TASK DESCRIPTION:
Each of the entries should be output exactly, with nothing left out.
START DATASET RECORDS
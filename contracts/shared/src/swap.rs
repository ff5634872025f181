use soroban_sdk::{contracttype, Address};

use crate::config::{CancelPolicy, EscrowConfig};
use crate::types::Error;

/// One side of a swap.
///
/// The owner funds this leg and receives the *other* leg's proceeds.
#[contracttype]
#[derive(Clone, Debug, Eq, PartialEq)]
pub struct Leg {
    pub owner: Address,
    pub asset: Address,         // Token contract the leg is denominated in
    pub required_amount: i128,  // Fixed at creation
    pub funded_amount: i128,    // Held in custody, never decreases while pending
}

impl Leg {
    pub fn new(owner: Address, asset: Address, required_amount: i128) -> Result<Self, Error> {
        if required_amount < 0 {
            return Err(Error::InvalidAmount);
        }
        Ok(Self {
            owner,
            asset,
            required_amount,
            funded_amount: 0,
        })
    }

    pub fn is_satisfied(&self) -> bool {
        self.funded_amount >= self.required_amount
    }
}

#[derive(Copy, Clone, Debug, Eq, PartialEq)]
pub enum LegSide {
    First,
    Second,
}

/// A validated, not yet applied, deposit into one leg
#[derive(Copy, Clone, Debug, Eq, PartialEq)]
pub struct Deposit {
    pub side: LegSide,
    pub amount: i128,
    pub funded_after: i128,
}

/// Canonical record of a pending swap.
///
/// A record with both legs satisfied is never stored: it is executed and
/// deleted in the same invocation that satisfied the second leg.
#[contracttype]
#[derive(Clone, Debug, Eq, PartialEq)]
pub struct Swap {
    pub id: u64,
    pub creator: Address,
    pub leg1: Leg,
    pub leg2: Leg,
}

impl Swap {
    pub fn new(id: u64, creator: Address, leg1: Leg, leg2: Leg) -> Self {
        Self {
            id,
            creator,
            leg1,
            leg2,
        }
    }

    pub fn leg(&self, side: LegSide) -> &Leg {
        match side {
            LegSide::First => &self.leg1,
            LegSide::Second => &self.leg2,
        }
    }

    fn leg_mut(&mut self, side: LegSide) -> &mut Leg {
        match side {
            LegSide::First => &mut self.leg1,
            LegSide::Second => &mut self.leg2,
        }
    }

    /// Resolves the leg `funder` is allowed to fund with `asset`.
    ///
    /// When one address owns both legs, the leg denominated in `asset` wins;
    /// on a tie leg 1 is filled first.
    pub fn target_leg(&self, funder: &Address, asset: &Address) -> Result<LegSide, Error> {
        let owns_first = self.leg1.owner == *funder;
        let owns_second = self.leg2.owner == *funder;
        match (owns_first, owns_second) {
            (false, false) => Err(Error::Unauthorized),
            (true, false) => Ok(LegSide::First),
            (false, true) => Ok(LegSide::Second),
            (true, true) => {
                if self.leg2.asset == *asset
                    && (self.leg1.asset != *asset || self.leg1.is_satisfied())
                {
                    Ok(LegSide::Second)
                } else {
                    Ok(LegSide::First)
                }
            }
        }
    }

    /// Checks a funding request against this swap without mutating it.
    ///
    /// Preconditions are evaluated in a fixed order and the first failure wins:
    /// unauthorized funder, wrong asset, leg already satisfied, then the
    /// overfunding cap.
    pub fn plan_deposit(
        &self,
        funder: &Address,
        asset: &Address,
        amount: i128,
        config: &EscrowConfig,
    ) -> Result<Deposit, Error> {
        let side = self.target_leg(funder, asset)?;
        let leg = self.leg(side);
        if leg.asset != *asset {
            return Err(Error::AssetMismatch);
        }
        if leg.is_satisfied() {
            return Err(Error::AlreadyFullyFunded);
        }
        if amount <= 0 {
            return Err(Error::InvalidAmount);
        }
        let funded_after = leg
            .funded_amount
            .checked_add(amount)
            .ok_or(Error::ArithmeticOverflow)?;
        if funded_after > config.funding_cap(leg.required_amount) {
            return Err(Error::DepositThresholdExceeded);
        }
        Ok(Deposit {
            side,
            amount,
            funded_after,
        })
    }

    pub fn apply_deposit(&mut self, deposit: &Deposit) {
        self.leg_mut(deposit.side).funded_amount = deposit.funded_after;
    }

    pub fn is_complete(&self) -> bool {
        self.leg1.is_satisfied() && self.leg2.is_satisfied()
    }

    pub fn authorize_cancel(&self, caller: &Address, policy: CancelPolicy) -> Result<(), Error> {
        if self.leg1.owner == *caller || self.leg2.owner == *caller {
            return Ok(());
        }
        match policy {
            CancelPolicy::LegOwnersOrCreator if self.creator == *caller => Ok(()),
            _ => Err(Error::Unauthorized),
        }
    }

    /// Every address indexed against this swap, one entry per role.
    pub fn participants(&self) -> [&Address; 3] {
        [&self.creator, &self.leg1.owner, &self.leg2.owner]
    }
}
END DATASET RECORDS
ANSWER SECTION:
filename contracts/shared/src/swap.rs
repository ff5634872025f181
use soroban_sdk::{contracttype, Address};

use crate::config::{CancelPolicy, EscrowConfig};
use crate::types::Error;

/// One side of a swap.
///
/// The owner funds this leg and receives the *other* leg's proceeds.
#[contracttype]
#[derive(Clone, Debug, Eq, PartialEq)]
pub struct Leg {
    pub owner: Address,
    pub asset: Address,         // Token contract the leg is denominated in
    pub required_amount: i128,  // Fixed at creation
    pub funded_amount: i128,    // Held in custody, never decreases while pending
}

impl Leg {
    pub fn new(owner: Address, asset: Address, required_amount: i128) -> Result<Self, Error> {
        if required_amount < 0 {
            return Err(Error::InvalidAmount);
        }
        Ok(Self {
            owner,
            asset,
            required_amount,
            funded_amount: 0,
        })
    }

    pub fn is_satisfied(&self) -> bool {
        self.funded_amount >= self.required_amount
    }
}

#[derive(Copy, Clone, Debug, Eq, PartialEq)]
pub enum LegSide {
    First,
    Second,
}

/// A validated, not yet applied, deposit into one leg
#[derive(Copy, Clone, Debug, Eq, PartialEq)]
pub struct Deposit {
    pub side: LegSide,
    pub amount: i128,
    pub funded_after: i128,
}

/// Canonical record of a pending swap.
///
/// A record with both legs satisfied is never stored: it is executed and
/// deleted in the same invocation that satisfied the second leg.
#[contracttype]
#[derive(Clone, Debug, Eq, PartialEq)]
pub struct Swap {
    pub id: u64,
    pub creator: Address,
    pub leg1: Leg,
    pub leg2: Leg,
}

impl Swap {
    pub fn new(id: u64, creator: Address, leg1: Leg, leg2: Leg) -> Self {
        Self {
            id,
            creator,
            leg1,
            leg2,
        }
    }

    pub fn leg(&self, side: LegSide) -> &Leg {
        match side {
            LegSide::First => &self.leg1,
            LegSide::Second => &self.leg2,
        }
    }

    fn leg_mut(&mut self, side: LegSide) -> &mut Leg {
        match side {
            LegSide::First => &mut self.leg1,
            LegSide::Second => &mut self.leg2,
        }
    }

    /// Resolves the leg `funder` is allowed to fund with `asset`.
    ///
    /// When one address owns both legs, the leg denominated in `asset` wins;
    /// on a tie leg 1 is filled first.
    pub fn target_leg(&self, funder: &Address, asset: &Address) -> Result<LegSide, Error> {
        let owns_first = self.leg1.owner == *funder;
        let owns_second = self.leg2.owner == *funder;
        match (owns_first, owns_second) {
            (false, false) => Err(Error::Unauthorized),
            (true, false) => Ok(LegSide::First),
            (false, true) => Ok(LegSide::Second),
            (true, true) => {
                if self.leg2.asset == *asset
                    && (self.leg1.asset != *asset || self.leg1.is_satisfied())
                {
                    Ok(LegSide::Second)
                } else {
                    Ok(LegSide::First)
                }
            }
        }
    }

    /// Checks a funding request against this swap without mutating it.
    ///
    /// Preconditions are evaluated in a fixed order and the first failure wins:
    /// unauthorized funder, wrong asset, leg already satisfied, then the
    /// overfunding cap.
    pub fn plan_deposit(
        &self,
        funder: &Address,
        asset: &Address,
        amount: i128,
        config: &EscrowConfig,
    ) -> Result<Deposit, Error> {
        let side = self.target_leg(funder, asset)?;
        let leg = self.leg(side);
        if leg.asset != *asset {
            return Err(Error::AssetMismatch);
        }
        if leg.is_satisfied() {
            return Err(Error::AlreadyFullyFunded);
        }
        if amount <= 0 {
            return Err(Error::InvalidAmount);
        }
        let funded_after = leg
            .funded_amount
            .checked_add(amount)
            .ok_or(Error::ArithmeticOverflow)?;
        if funded_after > config.funding_cap(leg.required_amount) {
            return Err(Error::DepositThresholdExceeded);
        }
        Ok(Deposit {
            side,
            amount,
            funded_after,
        })
    }

    pub fn apply_deposit(&mut self, deposit: &Deposit) {
        self.leg_mut(deposit.side).funded_amount = deposit.funded_after;
    }

    pub fn is_complete(&self) -> bool {
        self.leg1.is_satisfied() && self.leg2.is_satisfied()
    }

    pub fn authorize_cancel(&self, caller: &Address, policy: CancelPolicy) -> Result<(), Error> {
        if self.leg1.owner == *caller || self.leg2.owner == *caller {
            return Ok(());
        }
        match policy {
            CancelPolicy::LegOwnersOrCreator if self.creator == *caller => Ok(()),
            _ => Err(Error::Unauthorized),
        }
    }

    /// Every address indexed against this swap, one entry per role.
    pub fn participants(&self) -> [&Address; 3] {
        [&self.creator, &self.leg1.owner, &self.leg2.owner]
    }
}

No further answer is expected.